*What needs to be done:* Within this listing, how many lines carry the string "servers"? State the number only.

Data: Begin

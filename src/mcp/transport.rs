//! Stdio transport for MCP servers.
//!
//! Spawns the server as a subprocess and speaks newline-delimited JSON-RPC
//! over its stdin/stdout. The server's stderr is inherited so its logs stay
//! visible without interfering with the protocol stream.

use super::protocol::{JsonRpcRequest, JsonRpcResponse};
use crate::error::{Result, TetherError};
use serde_json::Value;
use std::process::Stdio;
use tokio::io::{AsyncBufReadExt, AsyncWriteExt, BufReader, Lines};
use tokio::process::{Child, ChildStdin, ChildStdout, Command};
use tracing::{debug, warn};

/// A line-oriented JSON-RPC connection to a spawned MCP server.
pub struct StdioTransport {
    child: Child,
    stdin: Option<ChildStdin>,
    lines: Lines<BufReader<ChildStdout>>,
    next_id: u64,
}

impl StdioTransport {
    /// Spawn the server process for the given target and wire up its pipes.
    pub fn spawn(target: &str) -> Result<Self> {
        let (program, args) = server_command(target);

        debug!("Spawning MCP server: {} {:?}", program, args);

        let mut child = Command::new(program)
            .args(args)
            .stdin(Stdio::piped())
            .stdout(Stdio::piped())
            .stderr(Stdio::inherit())
            .spawn()
            .map_err(|e| TetherError::Transport(format!("failed to spawn '{}': {}", target, e)))?;

        let stdin = child
            .stdin
            .take()
            .ok_or_else(|| TetherError::Transport("server stdin not captured".to_string()))?;
        let stdout = child
            .stdout
            .take()
            .ok_or_else(|| TetherError::Transport("server stdout not captured".to_string()))?;

        Ok(Self {
            child,
            stdin: Some(stdin),
            lines: BufReader::new(stdout).lines(),
            next_id: 0,
        })
    }

    /// Send a request and wait for the matching response.
    ///
    /// Lines that are not the awaited response (server notifications,
    /// unparseable output) are skipped with a warning. A JSON-RPC error
    /// response becomes a `Protocol` error.
    pub async fn request(&mut self, method: &str, params: Option<Value>) -> Result<Value> {
        self.next_id += 1;
        let id = self.next_id;

        self.send(&JsonRpcRequest::call(id, method, params)).await?;

        loop {
            let line = self
                .lines
                .next_line()
                .await?
                .ok_or_else(|| TetherError::Transport("server closed its stdout".to_string()))?;

            if line.is_empty() {
                continue;
            }

            let response: JsonRpcResponse = match serde_json::from_str(&line) {
                Ok(r) => r,
                Err(e) => {
                    warn!("Skipping unparseable server line: {}", e);
                    continue;
                }
            };

            match &response.id {
                Some(value) if value.as_u64() == Some(id) => {
                    if let Some(error) = response.error {
                        return Err(TetherError::Protocol(format!(
                            "{} failed: {} (code {})",
                            method, error.message, error.code
                        )));
                    }
                    return Ok(response.result.unwrap_or(Value::Null));
                }
                _ => {
                    debug!("Skipping message for another id during {}", method);
                }
            }
        }
    }

    /// Send a notification (no response expected).
    pub async fn notify(&mut self, method: &str, params: Option<Value>) -> Result<()> {
        self.send(&JsonRpcRequest::notification(method, params)).await
    }

    async fn send(&mut self, request: &JsonRpcRequest) -> Result<()> {
        let stdin = self
            .stdin
            .as_mut()
            .ok_or_else(|| TetherError::Transport("transport already shut down".to_string()))?;

        let mut line = serde_json::to_string(request)?;
        line.push('\n');
        stdin.write_all(line.as_bytes()).await?;
        stdin.flush().await?;
        Ok(())
    }

    /// Tear the transport down: close the server's stdin, then reap the
    /// process. Releases in reverse order of acquisition.
    pub async fn shutdown(&mut self) -> Result<()> {
        // Dropping stdin sends EOF, the usual stop signal for stdio servers.
        self.stdin.take();
        // kill() also reaps the child; a no-op if it already exited on EOF.
        self.child.kill().await.ok();
        Ok(())
    }
}

impl Drop for StdioTransport {
    fn drop(&mut self) {
        // Backstop for exits that bypass shutdown(); kill is a no-op if the
        // child already exited.
        self.child.start_kill().ok();
    }
}

/// Pick the interpreter for a server target.
///
/// Python and Node scripts launch under their interpreters; anything else is
/// executed directly.
fn server_command(target: &str) -> (String, Vec<String>) {
    if target.ends_with(".py") {
        ("python".to_string(), vec![target.to_string()])
    } else if target.ends_with(".js") {
        ("node".to_string(), vec![target.to_string()])
    } else {
        (target.to_string(), Vec::new())
    }
}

Data: End

*Task solution:* 2